Politics

Idaho lawmakers delay vote on science standards

BOISE, Idaho¬†(AP) - UPDATE 2/2/18: An Idaho House panel has delayed voting on whether to approve new contentious science standards for Idaho's K-12 schools.
 
The House Education Committee was scheduled to make a decision Friday, but instead chose to listen only to public testimony.
 
Education officials have long pleaded with the GOP-dominant Legislature that the state's science standards are vague and outdated, but lawmakers have refused to adopt permanent new changes and instead have called for more vetting and public comments.

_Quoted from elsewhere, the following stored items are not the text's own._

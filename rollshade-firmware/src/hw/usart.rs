// SPDX-License-Identifier: MIT
// © 2025–2026 Christopher Liu

//! USART abstraction for the host link and the debug console.
//!
//! The host side sends six-byte command frames and receives framed replies;
//! both ride the same USART as the plain-text debug output, which the host
//! tooling filters on the leading `00 FF` reply header.
//!
//! Note: when using `writeln!`, include `\r` in the format string so line
//! endings render correctly on a terminal.

use core::fmt;
use nb::block;

use stm32f7xx_hal::{
    prelude::*,
    serial::{Instance, Pins, Rx, Serial, Tx},
};

pub struct Usart<U: Instance> {
    tx: Tx<U>,
    rx: Rx<U>,
}

impl<U: Instance> Usart<U> {
    pub fn new<PINS: Pins<U>>(serial: Serial<U, PINS>) -> Self {
        let (tx, rx) = serial.split();
        Self { tx, rx }
    }

    /// Non-blocking read of one received byte.
    #[inline]
    pub fn read(&mut self) -> Option<u8> {
        self.rx.read().ok()
    }

    #[inline]
    pub fn write_byte(&mut self, byte: u8) {
        let _ = block!(self.tx.write(byte));
    }

    /// Transmit a complete buffer, blocking until it has drained.
    pub fn write_all(&mut self, bytes: &[u8]) {
        for &byte in bytes {
            self.write_byte(byte);
        }
        let _ = block!(self.tx.flush());
    }

    pub fn write_str(&mut self, s: &str) {
        for &byte in s.as_bytes() {
            self.write_byte(byte);
        }
    }

    /// Write a string with a CRLF terminator.
    #[inline]
    pub fn println(&mut self, s: &str) {
        self.write_str(s);
        self.write_str("\r\n");
    }
}

// `write!` / `writeln!` support for the debug output.
impl<U: Instance> fmt::Write for Usart<U> {
    fn write_str(&mut self, s: &str) -> fmt::Result {
        Usart::write_str(self, s);
        Ok(())
    }
}
// SPDX-License-Identifier: MIT
// © 2025–2026 Christopher Liu

//! Pin map of the rollshade controller board.
//!
//! | Function | Pin | Notes |
//! | -------- | --- | ----- |
//! | TIM1_CH1 (LOW1 PWM, down) | PA8 | AF1 |
//! | TIM1_CH4 (LOW2 PWM, up) | PA11 | AF1 |
//! | HIGH1 gate (up) | PC0 | push-pull |
//! | HIGH2 gate (down) | PC1 | push-pull |
//! | HALL1 | PB8 | EXTI, both edges |
//! | HALL2 | PB9 | EXTI, both edges |
//! | Battery sense | PA3 | ADC1 IN3 |
//! | Motor current sense | PA4 | ADC1 IN4 |
//! | Host/debug USART1 | PA9/PA10 | AF7 |
//! | Ready LED (green) | PB12 | active-high |
//! | Error LED (red) | PB13 | active-high |

use stm32f7xx_hal::{
    gpio::{gpioa, gpiob, gpioc, Alternate, Analog, Floating, Input, Output, PushPull},
    pac,
};

pub struct BoardPins {
    pub leds: Leds,
    pub usart1: Usart1Pins,
    pub motor: MotorPins,
    pub hall: HallPins,
    pub sense: SensePins,
}

pub struct Leds {
    pub green: gpiob::PB12<Output<PushPull>>,
    pub red: gpiob::PB13<Output<PushPull>>,
}

pub struct Usart1Pins {
    pub tx: gpioa::PA9<Alternate<7>>,
    pub rx: gpioa::PA10<Alternate<7>>,
}

pub struct MotorPins {
    pub low_1_pwm: gpioa::PA8<Alternate<1>>,
    pub low_2_pwm: gpioa::PA11<Alternate<1>>,
    pub high_1_gate: gpioc::PC0<Output<PushPull>>,
    pub high_2_gate: gpioc::PC1<Output<PushPull>>,
}

pub struct HallPins {
    pub hall_1: gpiob::PB8<Input<Floating>>,
    pub hall_2: gpiob::PB9<Input<Floating>>,
}

pub struct SensePins {
    pub battery: gpioa::PA3<Analog>,
    pub current: gpioa::PA4<Analog>,
}

impl BoardPins {
    pub fn new(gpioa: pac::GPIOA, gpiob: pac::GPIOB, gpioc: pac::GPIOC) -> Self {
        let gpioa = gpioa.split();
        let gpiob = gpiob.split();
        let gpioc = gpioc.split();

        Self {
            leds: Leds {
                green: gpiob.pb12.into_push_pull_output(),
                red: gpiob.pb13.into_push_pull_output(),
            },

            usart1: Usart1Pins {
                tx: gpioa.pa9.into_alternate::<7>(),
                rx: gpioa.pa10.into_alternate::<7>(),
            },

            motor: MotorPins {
                low_1_pwm: gpioa.pa8.into_alternate::<1>(),
                low_2_pwm: gpioa.pa11.into_alternate::<1>(),
                high_1_gate: gpioc.pc0.into_push_pull_output(),
                high_2_gate: gpioc.pc1.into_push_pull_output(),
            },

            hall: HallPins {
                hall_1: gpiob.pb8.into_floating_input(),
                hall_2: gpiob.pb9.into_floating_input(),
            },

            sense: SensePins {
                battery: gpioa.pa3.into_analog(),
                current: gpioa.pa4.into_analog(),
            },
        }
    }
}
// SPDX-License-Identifier: MIT
// © 2025–2026 Christopher Liu

//! Binary command protocol between the host (radio module or wired
//! controller) and the motor core.

pub mod messages;
pub mod parser;
pub mod reply;

pub use messages::Request;
pub use parser::Parser;
pub use reply::Reply;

This is the third year lawmakers have balked at adopting the standards despite efforts to downplay the negative impacts of human activity on climate change to appease Republican members
 
Rep. Julie Van Orden, chairwoman of the panel, says she has not scheduled when members will vote on the standards.

 

ORIGINAL 2/1/18: New K-12 science standards are receiving push back from Idaho lawmakers for the third year in a row, despite efforts to downplay the negative impacts of human activity on climate change to appease Republican members.
 
Education officials have long pleaded with the GOP-dominant Legislature the state's science standards are vague and outdated, but lawmakers have refused to adopt permanent new changes and instead have called for more vetting and public comments.
 
On Thursday, House Education Committee members once again balked at the inclusion of human behavior and climate change nestled inside the standards.
 
The vast majority of peer-reviewed studies, science organizations and climate scientists agree the world is warming, mainly due to rising levels of carbon dioxide and other greenhouse gases. Most of the increase in temperature comes from man-made sources.
 
The committee will vote on whether to adopt the standards on Friday.